Upon proof of title in the plaintiff, conversion by the defendant and value as herein outlined, the burden of proof to show bad faith, or that the defendant was a willful trespasser, is not on the plaintiff, but is on the defendant to show that the defendant was an unintentional or innocent trespasser acting in good faith. West Lumber Co. v. Castleberry, 76 Ga. App. 9, 45 S.E.2d 67 (1947).
- In order to entitle the plaintiff to recover in an action based on this section, evidence must be produced sufficient to authorize the jury to find: (a) that the plaintiff owned the land on which timber was growing; (b) that the defendant converted a specific quantity of this timber; and (c) what the full value thereof was at the time and place of demand or suit. West Lumber Co. v. Castleberry, 76 Ga. App. 9, 45 S.E.2d 67 (1947).

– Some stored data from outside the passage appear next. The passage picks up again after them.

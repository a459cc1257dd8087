//! Diagnostic sink for stream and bootstrap failures.
//!
//! These failures never change the published session, so they cannot be
//! reported through an operation result. They go to a [`DiagnosticSink`]
//! instead; the default [`TracingSink`] writes them as `tracing` events.

use std::fmt;

use tracing::{error, warn};

use crate::error::ErrorCode;
use crate::store::StoreError;

#[derive(Debug, Clone, PartialEq, Eq)]
pub enum Diagnostic {
    /// The snapshot stream of the linked profile document failed.
    SnapshotStream { path: String, error: StoreError },
    /// Creating or merging the profile document failed during sign-in.
    /// The session stays where it was until the next auth transition.
    BootstrapFailed { uid: String, path: String, error: StoreError },
}

impl fmt::Display for Diagnostic {
    fn fmt(&self, f: &mut fmt::Formatter<'_>) -> fmt::Result {
        match self {
            Self::SnapshotStream { path, error } => write!(f, "snapshot stream for {path} failed: {error}"),
            Self::BootstrapFailed { uid, path, error } => {
                write!(f, "profile bootstrap for {uid} at {path} failed: {error}")
            }
        }
    }
}

pub trait DiagnosticSink: Send + Sync {
    fn report(&self, diagnostic: &Diagnostic);
}

/// Default sink: structured `tracing` events.
#[derive(Debug, Clone, Copy, Default)]
pub struct TracingSink;

impl DiagnosticSink for TracingSink {
    fn report(&self, diagnostic: &Diagnostic) {
        match diagnostic {
            Diagnostic::SnapshotStream { path, error } => {
                warn!(%path, code = error.error_code(), error = %error, "fuse: snapshot stream error");
            }
            Diagnostic::BootstrapFailed { uid, path, error } => {
                error!(%uid, %path, code = error.error_code(), error = %error, "fuse: profile bootstrap failed");
            }
        }
    }
}
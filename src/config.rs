//! Engine configuration and construction-time validation.
//!
//! DESIGN
//! ======
//! Configuration mistakes are programmer errors: [`EngineConfigBuilder::build`]
//! and [`crate::SessionEngine::new`] reject them with a [`ConfigError`]
//! before any provider event is processed. Runtime failures never use this
//! type.
//!
//! The fuse collection name can also come from the environment
//! (`AUTHSYNC_FUSE_COLLECTION`) via [`FuseSettings::from_env`]; the store
//! handle itself always comes from code.

use std::env::VarError;
use std::fmt;
use std::sync::Arc;

use crate::diagnostics::{DiagnosticSink, TracingSink};
use crate::provider::IdentityProvider;
use crate::session::{Document, ProviderUser};
use crate::store::DocumentStore;

pub const FUSE_COLLECTION_ENV: &str = "AUTHSYNC_FUSE_COLLECTION";

/// Builds the initial payload of a brand-new profile document.
pub type OnCreate = Arc<dyn Fn(&ProviderUser) -> Document + Send + Sync>;

// =============================================================================
// ERROR TYPE
// =============================================================================

#[derive(Debug, Clone, PartialEq, Eq, thiserror::Error)]
pub enum ConfigError {
    #[error("fuse collection name must not be empty")]
    EmptyCollectionName,
    #[error("fuse collection name must not contain '/': {0}")]
    InvalidCollectionName(String),
    #[error("fuse requires a tokio runtime; construct the engine inside one")]
    NoRuntime,
    #[error("invalid {var}: {reason}")]
    InvalidEnv { var: String, reason: String },
}

fn validate_collection_name(name: &str) -> Result<(), ConfigError> {
    if name.trim().is_empty() {
        return Err(ConfigError::EmptyCollectionName);
    }
    if name.contains('/') {
        return Err(ConfigError::InvalidCollectionName(name.to_owned()));
    }
    Ok(())
}

// =============================================================================
// FUSE
// =============================================================================

/// Fuse settings that can be loaded from the environment.
#[derive(Debug, Clone, PartialEq, Eq)]
pub struct FuseSettings {
    pub collection_name: String,
}

impl FuseSettings {
    /// Read `AUTHSYNC_FUSE_COLLECTION`. Unset means fuse is off; a set but
    /// blank or malformed value is an error.
    ///
    /// # Errors
    ///
    /// Returns [`ConfigError::InvalidEnv`] for a blank, non-unicode or
    /// slash-containing value.
    pub fn from_env() -> Result<Option<Self>, ConfigError> {
        match std::env::var(FUSE_COLLECTION_ENV) {
            Ok(raw) => parse_collection_env(Some(&raw)),
            Err(VarError::NotPresent) => Ok(None),
            Err(e @ VarError::NotUnicode(_)) => {
                Err(ConfigError::InvalidEnv { var: FUSE_COLLECTION_ENV.into(), reason: e.to_string() })
            }
        }
    }
}

fn parse_collection_env(raw: Option<&str>) -> Result<Option<FuseSettings>, ConfigError> {
    let Some(raw) = raw else {
        return Ok(None);
    };
    let name = raw.trim();
    validate_collection_name(name)
        .map_err(|e| ConfigError::InvalidEnv { var: FUSE_COLLECTION_ENV.into(), reason: e.to_string() })?;
    Ok(Some(FuseSettings { collection_name: name.to_owned() }))
}

/// Links each signed-in user to `collection_name/{uid}` in `store`.
pub struct FuseSpec {
    pub(crate) store: Arc<dyn DocumentStore>,
    pub(crate) collection_name: String,
    pub(crate) on_create: Option<OnCreate>,
}

impl FuseSpec {
    pub fn new(store: Arc<dyn DocumentStore>, collection_name: impl Into<String>) -> Self {
        Self { store, collection_name: collection_name.into(), on_create: None }
    }

    pub fn from_settings(store: Arc<dyn DocumentStore>, settings: FuseSettings) -> Self {
        Self::new(store, settings.collection_name)
    }

    /// Payload for documents that do not exist yet. Never applied to an
    /// existing document.
    #[must_use]
    pub fn on_create<F>(mut self, on_create: F) -> Self
    where
        F: Fn(&ProviderUser) -> Document + Send + Sync + 'static,
    {
        self.on_create = Some(Arc::new(on_create));
        self
    }

    #[must_use]
    pub fn collection_name(&self) -> &str {
        &self.collection_name
    }
}

impl fmt::Debug for FuseSpec {
    fn fmt(&self, f: &mut fmt::Formatter<'_>) -> fmt::Result {
        f.debug_struct("FuseSpec")
            .field("collection_name", &self.collection_name)
            .field("on_create", &self.on_create.is_some())
            .finish_non_exhaustive()
    }
}

// =============================================================================
// ENGINE CONFIG
// =============================================================================

/// Validated engine configuration. Build with [`EngineConfig::builder`].
pub struct EngineConfig {
    pub(crate) provider: Arc<dyn IdentityProvider>,
    pub(crate) fuse: Option<FuseSpec>,
    pub(crate) diagnostics: Arc<dyn DiagnosticSink>,
}

impl EngineConfig {
    pub fn builder(provider: Arc<dyn IdentityProvider>) -> EngineConfigBuilder {
        EngineConfigBuilder { provider, fuse: None, diagnostics: None }
    }

    #[must_use]
    pub fn is_fused(&self) -> bool {
        self.fuse.is_some()
    }
}

impl fmt::Debug for EngineConfig {
    fn fmt(&self, f: &mut fmt::Formatter<'_>) -> fmt::Result {
        f.debug_struct("EngineConfig")
            .field("fuse", &self.fuse)
            .finish_non_exhaustive()
    }
}

pub struct EngineConfigBuilder {
    provider: Arc<dyn IdentityProvider>,
    fuse: Option<FuseSpec>,
    diagnostics: Option<Arc<dyn DiagnosticSink>>,
}

impl EngineConfigBuilder {
    #[must_use]
    pub fn fuse(mut self, spec: FuseSpec) -> Self {
        self.fuse = Some(spec);
        self
    }

    /// Replace the default [`TracingSink`].
    #[must_use]
    pub fn diagnostics(mut self, sink: Arc<dyn DiagnosticSink>) -> Self {
        self.diagnostics = Some(sink);
        self
    }

    /// Validate and finish.
    ///
    /// # Errors
    ///
    /// Returns an error if the fuse collection name is blank or contains `/`.
    pub fn build(self) -> Result<EngineConfig, ConfigError> {
        if let Some(fuse) = &self.fuse {
            validate_collection_name(&fuse.collection_name)?;
        }
        Ok(EngineConfig {
            provider: self.provider,
            fuse: self.fuse,
            diagnostics: self
                .diagnostics
                .unwrap_or_else(|| Arc::new(TracingSink)),
        })
    }
}

#[cfg(test)]
#[path = "config_test.rs"]
mod tests;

Burden is on plaintiff to show value of trees, as they lie felled. Smith v. Gonder, 22 Ga. 353 (1857).
- When one sues in trover for the cutting of timber as trustee for one's minor children and the defendant denies willful trespass and alleges that the defendant acted in good faith under a contract of purchase with the plaintiff, the defendant is not estopped to demand strict proof of the plaintiff's right to recover as trustee, in the event of a finding of willful trespass, by claiming to have acted in good faith under a contract. Moore v. Bowen, 73 Ga. App. 192, 35 S.E.2d 924 (1945).
One evicted from land, claiming for improvements placed thereon, will not be entitled thereto unless one was bona fide occupant, and that to be such bona fide occupant it must appear that one not only believed one had good title, and made the improvements in good faith under that belief, but it must be further shown that one at the time had reasonable grounds to believe one's title good. If the title under which one claimed appeared upon its face to be defective upon a proper application of legal principles thereto, one could not be held to be acting in good faith. Zugar v. Tennessee, A. & G. R. Co., 65 Ga. App. 658, 16 S.E.2d 149 (1941), rev'd on other grounds, 193 Ga. 386, 18 S.E.2d 758 (1942).
Plaintiff cannot recover damages against defendant for willful trespass for trees that plaintiff cut or helped to cut personally. Davis v. Price, 72 Ga. App. 565, 34 S.E.2d 565 (1945).
- Since the evidence of record was insufficient to enable the court to calculate what value, if any, an adverse possessor may have added to the property by removing timber, the judgment of the trial court was reversed, and the case was remanded for a reassessment of the damages owed by the possessor for the removal of the timber, to be calculated in accordance with paragraph (2) (now (a)(2) of O.C.G.A. § 51-12-50). Penn v. McElheney, 191 Ga. App. 465, 382 S.E.2d 185 (1989).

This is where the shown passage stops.